Unfortunately, I don’t have a record of the original prompt I used here, but it was something on the order of “Extend the test in create_ca_test.c to include a comprehensive test of all values that could be provided to subjectAlternativeName.” Again, quite a vague test, but it merrily started turning the crank, analyzing the create_ca() function in SSCG and manufacturing a test that provided at least one SAN in each of the possible formats and then verified that the produced certificate contained both the appropriate subjectAlternativeName fields and the CA certificate also provided the appropriate basicConstraints fields, as required by SSCG’s patented algorithm.

However, as I watched it “think”, I noticed something peculiar. It went and ran its test… and it failed. At first, I guessed that it had just made a mistake (it seemed to think so, as it re-evaluated its code), but when it didn’t see a logic problem, it expanded its search to the original function it was testing. It turned out that there was a bug in create_ca(): it turned out that it was improperly stripping out the slash from URI: type SANs, where it should only have been doing that for IP: types. The AI had discovered this… but it made a crucial mistake here. It went back and attempted to rewrite the test in such a way as to work around the bug, rather than to properly fail on the error and flag it up. I probably would have noticed this when I reviewed the code it produced, but I’m still glad I saw it making that incorrect decision in the chatbot output and interrupted to amend the prompt to tell it not to work around test failures.
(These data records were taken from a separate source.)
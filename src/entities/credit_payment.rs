//! Credit payment entity - money received against a customer's credit balance.

use sea_orm::entity::prelude::*;
use serde::{Deserialize, Serialize};

/// Credit payment database model
#[derive(Clone, Debug, PartialEq, DeriveEntityModel, Serialize, Deserialize)]
#[sea_orm(table_name = "credit_payments")]
pub struct Model {
    /// Unique identifier for the payment
    #[sea_orm(primary_key)]
    pub id: i64,
    /// Owning outlet
    pub outlet_id: i64,
    /// Customer paying down their balance
    pub customer_id: i64,
    /// Amount received
    pub amount_paid: f64,
    /// Free-form notes
    pub notes: Option<String>,
    /// When the payment was received
    pub date: DateTimeUtc,
}

/// Defines relationships between CreditPayment and other entities
#[derive(Copy, Clone, Debug, EnumIter, DeriveRelation)]
pub enum Relation {
    /// Each payment belongs to one customer
    #[sea_orm(
        belongs_to = "super::customer::Entity",
        from = "Column::CustomerId",
        to = "super::customer::Column::Id"
    )]
    Customer,
}

impl Related<super::customer::Entity> for Entity {
    fn to() -> RelationDef {
        Relation::Customer.def()
    }
}

impl ActiveModelBehavior for ActiveModel {}
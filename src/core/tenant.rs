//! Tenant resolution - maps an authenticated user to the outlet they act on.
//!
//! Every other core module takes an `outlet_id` and filters by it, so a
//! record belonging to another outlet is indistinguishable from a missing one.

use crate::{
    entities::{Employee, Outlet, Room, User, employee, outlet, room, user},
    errors::{Error, Result},
};
use sea_orm::{QueryOrder, prelude::*};

/// The user making a request and the outlet the request is scoped to.
#[derive(Debug, Clone)]
pub struct OutletContext {
    /// Acting user
    pub user: user::Model,
    /// Resolved outlet
    pub outlet: outlet::Model,
}

impl OutletContext {
    /// ID of the resolved outlet.
    #[must_use]
    pub const fn outlet_id(&self) -> i64 {
        self.outlet.id
    }

    /// Managers may override prices and void sales or kitchen orders.
    #[must_use]
    pub fn is_manager(&self) -> bool {
        self.user.is_superuser || self.outlet.owner_id == self.user.id
    }

    /// Fails with [`Error::Forbidden`] unless the user is a manager.
    pub fn require_manager(&self, action: &str) -> Result<()> {
        if self.is_manager() {
            Ok(())
        } else {
            Err(Error::forbidden(format!("Only managers can {action}")))
        }
    }
}

/// Looks up a user by ID.
pub async fn get_user(db: &DatabaseConnection, user_id: i64) -> Result<Option<user::Model>> {
    User::find_by_id(user_id).one(db).await.map_err(Into::into)
}

/// Looks up a user by username.
pub async fn get_user_by_username(
    db: &DatabaseConnection,
    username: &str,
) -> Result<Option<user::Model>> {
    User::find()
        .filter(user::Column::Username.eq(username))
        .one(db)
        .await
        .map_err(Into::into)
}

/// Picks the default outlet for `user`.
///
/// - Superusers get the first outlet that has rooms, else the first outlet.
/// - Users linked to an employee get that employee's outlet.
/// - Owners get their first outlet.
/// - Anyone else gets `None`.
pub async fn resolve_outlet(
    db: &DatabaseConnection,
    user: &user::Model,
) -> Result<Option<outlet::Model>> {
    if user.is_superuser {
        let with_rooms = Room::find()
            .order_by_asc(room::Column::OutletId)
            .one(db)
            .await?;
        if let Some(room) = with_rooms {
            return Outlet::find_by_id(room.outlet_id)
                .one(db)
                .await
                .map_err(Into::into);
        }
        return Outlet::find()
            .order_by_asc(outlet::Column::Id)
            .one(db)
            .await
            .map_err(Into::into);
    }

    let employee = Employee::find()
        .filter(employee::Column::UserId.eq(user.id))
        .order_by_asc(employee::Column::Id)
        .one(db)
        .await?;
    if let Some(employee) = employee {
        return Outlet::find_by_id(employee.outlet_id)
            .one(db)
            .await
            .map_err(Into::into);
    }

    Outlet::find()
        .filter(outlet::Column::OwnerId.eq(user.id))
        .order_by_asc(outlet::Column::Id)
        .one(db)
        .await
        .map_err(Into::into)
}

/// Whether `user` may act on `outlet`: superusers, the owner, and employees of it.
pub async fn can_access(
    db: &DatabaseConnection,
    user: &user::Model,
    outlet: &outlet::Model,
) -> Result<bool> {
    if user.is_superuser || outlet.owner_id == user.id {
        return Ok(true);
    }
    let linked = Employee::find()
        .filter(employee::Column::UserId.eq(user.id))
        .filter(employee::Column::OutletId.eq(outlet.id))
        .one(db)
        .await?;
    Ok(linked.is_some())
}

/// Builds the request context for `user`.
///
/// With `requested_outlet` the user must be allowed to access that outlet;
/// otherwise the default from [`resolve_outlet`] is used.
pub async fn build_context(
    db: &DatabaseConnection,
    user: user::Model,
    requested_outlet: Option<i64>,
) -> Result<OutletContext> {
    let outlet = match requested_outlet {
        Some(outlet_id) => {
            let outlet = Outlet::find_by_id(outlet_id)
                .one(db)
                .await?
                .ok_or_else(|| Error::not_found("outlet", outlet_id))?;
            if !can_access(db, &user, &outlet).await? {
                return Err(Error::forbidden(format!(
                    "User {} cannot access outlet {}",
                    user.username, outlet.name
                )));
            }
            outlet
        }
        None => resolve_outlet(db, &user).await?.ok_or_else(|| {
            Error::forbidden(format!("User {} is not assigned to an outlet", user.username))
        })?,
    };

    tracing::trace!(user = %user.username, outlet_id = outlet.id, "Resolved outlet context");
    Ok(OutletContext { user, outlet })
}
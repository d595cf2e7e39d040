//! `VenueManager` - point of sale, inventory, karaoke rooms and payroll
//!
//! This crate runs a small hospitality business across several outlets: counter
//! sales with store credit, stock tracking, timed karaoke room sessions with a
//! kitchen order board, guest bookings, attendance and monthly payroll. Every
//! record belongs to one outlet, and the HTTP layer scopes each request to the
//! caller's outlet.

// Deny the most critical lints that could lead to bugs or security issues
#![deny(
    // Security and correctness
    unsafe_code,
    unsafe_op_in_unsafe_fn,

    // Code quality - things that are almost always bugs
    unreachable_code,
    unreachable_patterns,
    unused_must_use,

    // Documentation - broken links are bugs
    rustdoc::broken_intra_doc_links,
    rustdoc::private_intra_doc_links,
)]
// Warn on things that should be fixed but aren't necessarily bugs
#![warn(
    // Documentation - missing docs should be added gradually
    missing_docs,

    // Clippy categories for overall code quality
    clippy::all,
    clippy::pedantic,
    clippy::nursery,

    // Performance
    clippy::inefficient_to_string,
    clippy::large_types_passed_by_value,
    clippy::needless_pass_by_value,
    clippy::unnecessary_wraps,

    // Correctness
    clippy::clone_on_ref_ptr,
    clippy::dbg_macro,
    clippy::exit,
    clippy::expect_used,
    clippy::float_cmp,
    clippy::panic,
    clippy::todo,
    clippy::unimplemented,
    clippy::unwrap_used,

    // Complexity and readability
    clippy::cognitive_complexity,
    clippy::large_enum_variant,
    clippy::match_same_arms,
    clippy::too_many_lines,

    // Style consistency
    clippy::enum_glob_use,
    clippy::inconsistent_struct_constructor,
    clippy::missing_errors_doc,
    clippy::missing_panics_doc,
    clippy::must_use_candidate,
    clippy::redundant_closure_for_method_calls,
    clippy::semicolon_if_nothing_returned,
    clippy::wildcard_imports,

    // Future compatibility
    future_incompatible,
    rust_2018_idioms,
)]
// Allow some pedantic lints that are too noisy or not applicable
#![allow(
    clippy::module_name_repetitions,  // Common pattern in Rust
    clippy::missing_errors_doc,        // Will add gradually
    clippy::missing_panics_doc,        // Will add gradually
)]

/// Outlet-scoped broadcast of kitchen and booking alerts
pub mod alerts;
/// HTTP routes, extractors and the staff WebSocket
pub mod api;
/// Configuration management for database and application settings
pub mod config;
/// Core business logic - framework-agnostic sales, stock, room and payroll operations
pub mod core;
/// SeaORM entity definitions for database tables
pub mod entities;
/// Unified error types and result handling
pub mod errors;

#[cfg(test)]
pub mod test_utils;
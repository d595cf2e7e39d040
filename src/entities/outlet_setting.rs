//! Outlet setting entity - per-outlet preferences.

use sea_orm::entity::prelude::*;
use serde::{Deserialize, Serialize};

/// Outlet setting database model
#[derive(Clone, Debug, PartialEq, DeriveEntityModel, Serialize, Deserialize)]
#[sea_orm(table_name = "outlet_settings")]
pub struct Model {
    /// Unique identifier
    #[sea_orm(primary_key)]
    pub id: i64,
    /// Outlet these settings belong to (one row per outlet)
    #[sea_orm(unique)]
    pub outlet_id: i64,
    /// Where booking notifications are addressed
    pub notification_email: Option<String>,
    /// Tax percentage printed on receipts
    pub tax_rate: f64,
}

/// `OutletSetting` has no navigable relationships
#[derive(Copy, Clone, Debug, EnumIter, DeriveRelation)]
pub enum Relation {}

impl ActiveModelBehavior for ActiveModel {}
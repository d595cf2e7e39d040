//! Application configuration loading from config.toml
//!
//! The file holds server and business settings plus the users, outlets and
//! rooms that are seeded into an empty database on startup. Every section is
//! optional; missing values fall back to the defaults below.

use crate::errors::{Error, Result};
use serde::Deserialize;
use std::path::Path;

/// Configuration structure representing the entire config.toml file
#[derive(Debug, Deserialize, Clone, Default)]
pub struct AppConfig {
    /// HTTP listener settings
    #[serde(default)]
    pub server: ServerConfig,
    /// Business rules shared by every outlet
    #[serde(default)]
    pub business: BusinessConfig,
    /// Users to create if missing
    #[serde(default)]
    pub users: Vec<UserSeed>,
    /// Outlets to create if missing
    #[serde(default)]
    pub outlets: Vec<OutletSeed>,
}

/// HTTP listener settings
#[derive(Debug, Deserialize, Clone)]
pub struct ServerConfig {
    /// Socket address to bind, e.g. `"0.0.0.0:8080"`
    #[serde(default = "default_bind_address")]
    pub bind_address: String,
}

impl Default for ServerConfig {
    fn default() -> Self {
        Self {
            bind_address: default_bind_address(),
        }
    }
}

/// Business rules
#[derive(Debug, Deserialize, Clone)]
pub struct BusinessConfig {
    /// Currency code shown on receipts and summaries
    #[serde(default = "default_currency")]
    pub currency: String,
    /// Products with fewer units than this are reported as low stock
    #[serde(default = "default_low_stock_threshold")]
    pub low_stock_threshold: i32,
    /// Shortest room rental that is billed
    #[serde(default = "default_minimum_billable_minutes")]
    pub minimum_billable_minutes: i64,
}

impl Default for BusinessConfig {
    fn default() -> Self {
        Self {
            currency: default_currency(),
            low_stock_threshold: default_low_stock_threshold(),
            minimum_billable_minutes: default_minimum_billable_minutes(),
        }
    }
}

/// A user to seed
#[derive(Debug, Deserialize, Clone)]
pub struct UserSeed {
    /// Login name
    pub username: String,
    /// Grants access to every outlet
    #[serde(default)]
    pub is_superuser: bool,
}

/// An outlet to seed
#[derive(Debug, Deserialize, Clone)]
pub struct OutletSeed {
    /// Store name
    pub name: String,
    /// Username of the owner; must appear in `users` or already exist
    pub owner: String,
    /// Address or description
    #[serde(default)]
    pub location: Option<String>,
    /// Rooms to create in this outlet
    #[serde(default)]
    pub rooms: Vec<RoomSeed>,
}

/// A room to seed
#[derive(Debug, Deserialize, Clone)]
pub struct RoomSeed {
    /// Display name
    pub name: String,
    /// Seats
    #[serde(default = "default_capacity")]
    pub capacity: i32,
    /// Rate per hour
    pub price_per_hour: f64,
}

fn default_bind_address() -> String {
    "0.0.0.0:8080".to_string()
}

fn default_currency() -> String {
    "MVR".to_string()
}

const fn default_low_stock_threshold() -> i32 {
    10
}

const fn default_minimum_billable_minutes() -> i64 {
    60
}

const fn default_capacity() -> i32 {
    4
}

/// Parses configuration from TOML text.
pub fn parse_config(contents: &str) -> Result<AppConfig> {
    toml::from_str(contents).map_err(|e| Error::Config {
        message: format!("Failed to parse config.toml: {e}"),
    })
}

/// Loads configuration from a TOML file
///
/// # Errors
/// Returns an error if:
/// - The file cannot be read
/// - The TOML syntax is invalid
/// - Required fields are missing
pub fn load_config<P: AsRef<Path>>(path: P) -> Result<AppConfig> {
    let contents = std::fs::read_to_string(path.as_ref()).map_err(|e| Error::Config {
        message: format!("Failed to read config file {}: {e}", path.as_ref().display()),
    })?;

    parse_config(&contents)
}

/// Loads configuration from `path`, or defaults when the file does not exist.
pub fn load_config_or_default<P: AsRef<Path>>(path: P) -> Result<AppConfig> {
    if path.as_ref().exists() {
        load_config(path)
    } else {
        tracing::warn!(
            path = %path.as_ref().display(),
            "Config file not found, using defaults"
        );
        Ok(AppConfig::default())
    }
}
That inadvertently led to its second mistake, and I think this one is probably an intentional design choice: when writing tests, Claude wants to write tests that pass, because that way it has a simple mechanism to determine whether what it wrote actually works. Since there was a known failure, when I told Claude not to work around it, the AI then attempted to rewrite the test so that it would store its failures until the end of execution and then print a summary of all of the failed tests rather than fail midway through. I assume it did this so that it could use the expected output text (rather than the error code) as a mechanism to identify if the tests it wrote were wrong, but it still resulted in a much more (needlessly) complicated test function. Initially, I was going to keep it anyway, since the summary output was fairly nice, but unfortunately, it turned out there were also bugs in it; in several places, the “saved” failures were being dropped on the proverbial floor and never reported. A Coverity scan reported these defects and I amended the prompt yet again to instruct it not to try to save failures for later reporting and the final set of test code was much cleaner and easier to review.

All in all, I think this experiment was a success. I won’t go into exhaustive detail on the rest of the 3.0.8 changes, but they followed much the same as the above two examples: AI provided a surprisingly close output to what I needed and I then examined everything carefully and tweaked it to make sure it worked properly. It vastly shortened the amount of time I needed to spend on generating unit tests and it helped me get much closer to 100% test coverage than I had a week ago. It even helped me identify a real bug, in however roundabout a way. I will definitely be continuing to explore this and I will try to blog on it some more in the future.